**TASK GOAL:** The records below should be printed once more, exactly as they appear.

**SOURCE MATERIAL:**
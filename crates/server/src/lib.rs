//! The gigwatch service: poll loop, retry policy, and liveness endpoint.
//!
//! Wires the other crates together: fetch a page from the source, dedup
//! against the store, persist, broadcast. The `gigwatch` binary lives in
//! `src/bin/`.

pub mod cycle;
pub mod health;
pub mod retry;
pub mod watcher;
//! Client for the remote job-listing source.
//!
//! [`ListingSource`] is the seam the watcher polls through; [`UpworkSource`]
//! is the production implementation, speaking the public visitor job-search
//! GraphQL endpoint.

pub mod client;
pub mod error;
mod query;
mod response;

pub use client::{ListingSource, UpworkSource};
pub use error::SourceError;
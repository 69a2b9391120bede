//! The [`ListingSource`] seam and its production implementation.

use std::time::Duration;

use async_trait::async_trait;
use tracing::debug;

use gigwatch_core::config::SourceConfig;
use gigwatch_core::Listing;

use crate::error::SourceError;
use crate::query;
use crate::response::{self, GraphqlResponse};

/// Anything the watcher can poll one page of listings from.
#[async_trait]
pub trait ListingSource: Send + Sync {
    /// Fetch one page of listings, newest first.
    async fn fetch_page(&self, offset: u32, count: u32) -> Result<Vec<Listing>, SourceError>;

    /// Short provider name for logs (e.g. "upwork").
    fn source_name(&self) -> &str;
}

/// Listing source backed by the Upwork visitor job-search GraphQL endpoint.
pub struct UpworkSource {
    config: SourceConfig,
    client: reqwest::Client,
}

impl UpworkSource {
    pub fn new(config: SourceConfig) -> Result<Self, SourceError> {
        let client = reqwest::Client::builder()
            .timeout(Duration::from_secs(config.timeout_secs))
            .build()?;
        Ok(Self { config, client })
    }
}

#[async_trait]
impl ListingSource for UpworkSource {
    async fn fetch_page(&self, offset: u32, count: u32) -> Result<Vec<Listing>, SourceError> {
        let body = query::request_body(offset, count, &self.config.search_term, &self.config.skill_uid);

        let mut request = self.client.post(&self.config.endpoint).json(&body);
        if let Some(token) = &self.config.bearer_token {
            request = request.bearer_auth(token);
        }

        let response = request.send().await?;
        let status = response.status();
        if !status.is_success() {
            let body = response
                .text()
                .await
                .unwrap_or_else(|_| "<unreadable body>".to_string());
            return Err(SourceError::Status { status: status.as_u16(), body });
        }

        let text = response.text().await?;
        let envelope: GraphqlResponse = serde_json::from_str(&text)
            .map_err(|e| SourceError::MalformedResponse(format!("invalid JSON payload: {e}")))?;

        let listings = response::extract_results(envelope)?;
        debug!(count = listings.len(), offset, "fetched listing page");
        Ok(listings)
    }

    fn source_name(&self) -> &str {
        "upwork"
    }
}
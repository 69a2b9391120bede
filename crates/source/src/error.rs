use thiserror::Error;

#[derive(Debug, Error)]
pub enum SourceError {
    #[error("HTTP request failed: {0}")]
    Http(#[from] reqwest::Error),
    #[error("source returned status {status}: {body}")]
    Status { status: u16, body: String },
    #[error("malformed response: {0}")]
    MalformedResponse(String),
}
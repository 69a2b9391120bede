//! Notifier trait definition and shared message types.

/// Errors that can occur during message delivery.
#[derive(Debug, thiserror::Error)]
pub enum NotifyError {
    #[error("HTTP request failed: {0}")]
    Http(#[from] reqwest::Error),

    #[error("provider rejected the message: {0}")]
    Api(String),

    #[error("Configuration error: {0}")]
    Config(String),

    #[error("Rate limited: retry after {retry_after_secs}s")]
    RateLimited { retry_after_secs: u64 },
}

/// How the provider should interpret the message text.
#[derive(Debug, Clone, Copy, PartialEq, Eq, Default)]
pub enum MessageFormat {
    #[default]
    Plain,
    Html,
}

/// An inline button attached below a message.
#[derive(Debug, Clone, PartialEq)]
pub struct ActionButton {
    pub label: String,
    pub url: String,
}

/// A rendered message ready for delivery to one channel.
#[derive(Debug, Clone, PartialEq)]
pub struct ChannelMessage {
    pub text: String,
    pub format: MessageFormat,
    pub disable_link_preview: bool,
    pub buttons: Vec<ActionButton>,
}

impl ChannelMessage {
    /// Plain-text message with no buttons (operational pings).
    pub fn plain(text: impl Into<String>) -> Self {
        Self {
            text: text.into(),
            format: MessageFormat::Plain,
            disable_link_preview: false,
            buttons: Vec::new(),
        }
    }
}

/// Trait for message delivery providers.
#[async_trait::async_trait]
pub trait Notifier: Send + Sync {
    /// Deliver one message to the given channel or chat.
    async fn send(&self, channel: &str, message: &ChannelMessage) -> Result<(), NotifyError>;

    /// Human-readable name for this provider (e.g., "telegram").
    fn provider_name(&self) -> &str;
}
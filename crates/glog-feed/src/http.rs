//! HTTP transport: `POST <host>/glog/fetch` with a JSON body.

use std::time::Duration;

use glog_core::{Error, FetchRequest, Result};

use crate::Transport;

/// Path of the fetch endpoint, relative to the configured host.
pub const FETCH_PATH: &str = "glog/fetch";

pub struct HttpTransport {
    client: reqwest::Client,
    url: String,
}

impl HttpTransport {
    /// `ignore_cert` turns off TLS certificate validation, for services
    /// behind a self-signed certificate.
    pub fn new(host: &str, ignore_cert: bool) -> Result<Self> {
        let client = reqwest::Client::builder()
            .danger_accept_invalid_certs(ignore_cert)
            .build()
            .map_err(|e| Error::Transport(e.to_string()))?;
        Ok(Self {
            client,
            url: endpoint(host),
        })
    }
}

fn endpoint(host: &str) -> String {
    format!("{}/{}", host.trim().trim_end_matches('/'), FETCH_PATH)
}

impl Transport for HttpTransport {
    async fn fetch(&self, request: &FetchRequest, timeout: Duration) -> Result<String> {
        tracing::debug!(url = %self.url, ?timeout, since = request.since, "sending fetch");
        let response = self
            .client
            .post(&self.url)
            .timeout(timeout)
            .json(request)
            .send()
            .await
            .map_err(|e| {
                if e.is_timeout() {
                    Error::Transport(format!("no answer from {} within {timeout:?}", self.url))
                } else {
                    Error::Transport(e.to_string())
                }
            })?;

        let status = response.status();
        let body = response
            .text()
            .await
            .map_err(|e| Error::Transport(e.to_string()))?;
        if !status.is_success() {
            tracing::warn!(%status, "fetch rejected");
            return Err(Error::Transport(format!(
                "server answered {status}: {}",
                body.trim()
            )));
        }
        Ok(body)
    }
}
//! glog-core — the pure part of the glog log-tailing client.
//!
//! Nothing in this crate talks to the network. It turns operator input into
//! a validated [`Query`], reconciles server responses into one ordered
//! [`MergedLog`] sequence, and persists the resumption cursor.
//!
//! # Architecture
//!
//! ```text
//! ViewOptions ──► TimeResolver + FilterNormalizer ──► Query ──► FetchRequest
//!                                                                   │
//!          ClientState ◄── PollLoop (glog-feed) ◄── FetchResponse ◄─┘
//!                               │
//!                               └──► merge ──► Presenter (glog-view)
//! ```

pub mod error;
pub mod filter;
pub mod merge;
pub mod query;
pub mod state;
pub mod time;
pub mod types;

pub use error::{Error, Result};
pub use filter::Filters;
pub use query::{Query, ViewOptions, Window};
pub use state::{ClientState, StateFile};
pub use time::TimeResolver;
pub use types::{CustomLogEntry, FetchRequest, FetchResponse, MergedLog, SyslogEntry};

**SOLUTION:**
filename crates/server/src/lib.rs
//! The gigwatch service: poll loop, retry policy, and liveness endpoint.
//!
//! Wires the other crates together: fetch a page from the source, dedup
//! against the store, persist, broadcast. The `gigwatch` binary lives in
//! `src/bin/`.

pub mod cycle;
pub mod health;
pub mod retry;
pub mod watcher;
//! Client for the remote job-listing source.
//!
//! [`ListingSource`] is the seam the watcher polls through; [`UpworkSource`]
//! is the production implementation, speaking the public visitor job-search
//! GraphQL endpoint.

pub mod client;
pub mod error;
mod query;
mod response;

pub use client::{ListingSource, UpworkSource};
pub use error::SourceError;
repository 69a2b9391120bede
//! The [`ListingSource`] seam and its production implementation.

use std::time::Duration;

use async_trait::async_trait;
use tracing::debug;

use gigwatch_core::config::SourceConfig;
use gigwatch_core::Listing;

use crate::error::SourceError;
use crate::query;
use crate::response::{self, GraphqlResponse};

/// Anything the watcher can poll one page of listings from.
#[async_trait]
pub trait ListingSource: Send + Sync {
    /// Fetch one page of listings, newest first.
    async fn fetch_page(&self, offset: u32, count: u32) -> Result<Vec<Listing>, SourceError>;

    /// Short provider name for logs (e.g. "upwork").
    fn source_name(&self) -> &str;
}

/// Listing source backed by the Upwork visitor job-search GraphQL endpoint.
pub struct UpworkSource {
    config: SourceConfig,
    client: reqwest::Client,
}

impl UpworkSource {
    pub fn new(config: SourceConfig) -> Result<Self, SourceError> {
        let client = reqwest::Client::builder()
            .timeout(Duration::from_secs(config.timeout_secs))
            .build()?;
        Ok(Self { config, client })
    }
}

#[async_trait]
impl ListingSource for UpworkSource {
    async fn fetch_page(&self, offset: u32, count: u32) -> Result<Vec<Listing>, SourceError> {
        let body = query::request_body(offset, count, &self.config.search_term, &self.config.skill_uid);

        let mut request = self.client.post(&self.config.endpoint).json(&body);
        if let Some(token) = &self.config.bearer_token {
            request = request.bearer_auth(token);
        }

        let response = request.send().await?;
        let status = response.status();
        if !status.is_success() {
            let body = response
                .text()
                .await
                .unwrap_or_else(|_| "<unreadable body>".to_string());
            return Err(SourceError::Status { status: status.as_u16(), body });
        }

        let text = response.text().await?;
        let envelope: GraphqlResponse = serde_json::from_str(&text)
            .map_err(|e| SourceError::MalformedResponse(format!("invalid JSON payload: {e}")))?;

        let listings = response::extract_results(envelope)?;
        debug!(count = listings.len(), offset, "fetched listing page");
        Ok(listings)
    }

    fn source_name(&self) -> &str {
        "upwork"
    }
}
repository 69a2b9391120bede
filename crates/source/src/error.rs
use thiserror::Error;

#[derive(Debug, Error)]
pub enum SourceError {
    #[error("HTTP request failed: {0}")]
    Http(#[from] reqwest::Error),
    #[error("source returned status {status}: {body}")]
    Status { status: u16, body: String },
    #[error("malformed response: {0}")]
    MalformedResponse(String),
}
repository 69a2b9391120bede
//! Notifier trait definition and shared message types.

/// Errors that can occur during message delivery.
#[derive(Debug, thiserror::Error)]
pub enum NotifyError {
    #[error("HTTP request failed: {0}")]
    Http(#[from] reqwest::Error),

    #[error("provider rejected the message: {0}")]
    Api(String),

    #[error("Configuration error: {0}")]
    Config(String),

    #[error("Rate limited: retry after {retry_after_secs}s")]
    RateLimited { retry_after_secs: u64 },
}

/// How the provider should interpret the message text.
#[derive(Debug, Clone, Copy, PartialEq, Eq, Default)]
pub enum MessageFormat {
    #[default]
    Plain,
    Html,
}

/// An inline button attached below a message.
#[derive(Debug, Clone, PartialEq)]
pub struct ActionButton {
    pub label: String,
    pub url: String,
}

/// A rendered message ready for delivery to one channel.
#[derive(Debug, Clone, PartialEq)]
pub struct ChannelMessage {
    pub text: String,
    pub format: MessageFormat,
    pub disable_link_preview: bool,
    pub buttons: Vec<ActionButton>,
}

impl ChannelMessage {
    /// Plain-text message with no buttons (operational pings).
    pub fn plain(text: impl Into<String>) -> Self {
        Self {
            text: text.into(),
            format: MessageFormat::Plain,
            disable_link_preview: false,
            buttons: Vec::new(),
        }
    }
}

/// Trait for message delivery providers.
#[async_trait::async_trait]
pub trait Notifier: Send + Sync {
    /// Deliver one message to the given channel or chat.
    async fn send(&self, channel: &str, message: &ChannelMessage) -> Result<(), NotifyError>;

    /// Human-readable name for this provider (e.g., "telegram").
    fn provider_name(&self) -> &str;
}
filename crates/glog-feed/src/http.rs
//! HTTP transport: `POST <host>/glog/fetch` with a JSON body.

use std::time::Duration;

use glog_core::{Error, FetchRequest, Result};

use crate::Transport;

/// Path of the fetch endpoint, relative to the configured host.
pub const FETCH_PATH: &str = "glog/fetch";

pub struct HttpTransport {
    client: reqwest::Client,
    url: String,
}

impl HttpTransport {
    /// `ignore_cert` turns off TLS certificate validation, for services
    /// behind a self-signed certificate.
    pub fn new(host: &str, ignore_cert: bool) -> Result<Self> {
        let client = reqwest::Client::builder()
            .danger_accept_invalid_certs(ignore_cert)
            .build()
            .map_err(|e| Error::Transport(e.to_string()))?;
        Ok(Self {
            client,
            url: endpoint(host),
        })
    }
}

fn endpoint(host: &str) -> String {
    format!("{}/{}", host.trim().trim_end_matches('/'), FETCH_PATH)
}

impl Transport for HttpTransport {
    async fn fetch(&self, request: &FetchRequest, timeout: Duration) -> Result<String> {
        tracing::debug!(url = %self.url, ?timeout, since = request.since, "sending fetch");
        let response = self
            .client
            .post(&self.url)
            .timeout(timeout)
            .json(request)
            .send()
            .await
            .map_err(|e| {
                if e.is_timeout() {
                    Error::Transport(format!("no answer from {} within {timeout:?}", self.url))
                } else {
                    Error::Transport(e.to_string())
                }
            })?;

        let status = response.status();
        let body = response
            .text()
            .await
            .map_err(|e| Error::Transport(e.to_string()))?;
        if !status.is_success() {
            tracing::warn!(%status, "fetch rejected");
            return Err(Error::Transport(format!(
                "server answered {status}: {}",
                body.trim()
            )));
        }
        Ok(body)
    }
}
//! glog-core — the pure part of the glog log-tailing client.
//!
//! Nothing in this crate talks to the network. It turns operator input into
//! a validated [`Query`], reconciles server responses into one ordered
//! [`MergedLog`] sequence, and persists the resumption cursor.
//!
//! # Architecture
//!
//! ```text
//! ViewOptions ──► TimeResolver + FilterNormalizer ──► Query ──► FetchRequest
//!                                                                   │
//!          ClientState ◄── PollLoop (glog-feed) ◄── FetchResponse ◄─┘
//!                               │
//!                               └──► merge ──► Presenter (glog-view)
//! ```

pub mod error;
pub mod filter;
pub mod merge;
pub mod query;
pub mod state;
pub mod time;
pub mod types;

pub use error::{Error, Result};
pub use filter::Filters;
pub use query::{Query, ViewOptions, Window};
pub use state::{ClientState, StateFile};
pub use time::TimeResolver;
pub use types::{CustomLogEntry, FetchRequest, FetchResponse, MergedLog, SyslogEntry};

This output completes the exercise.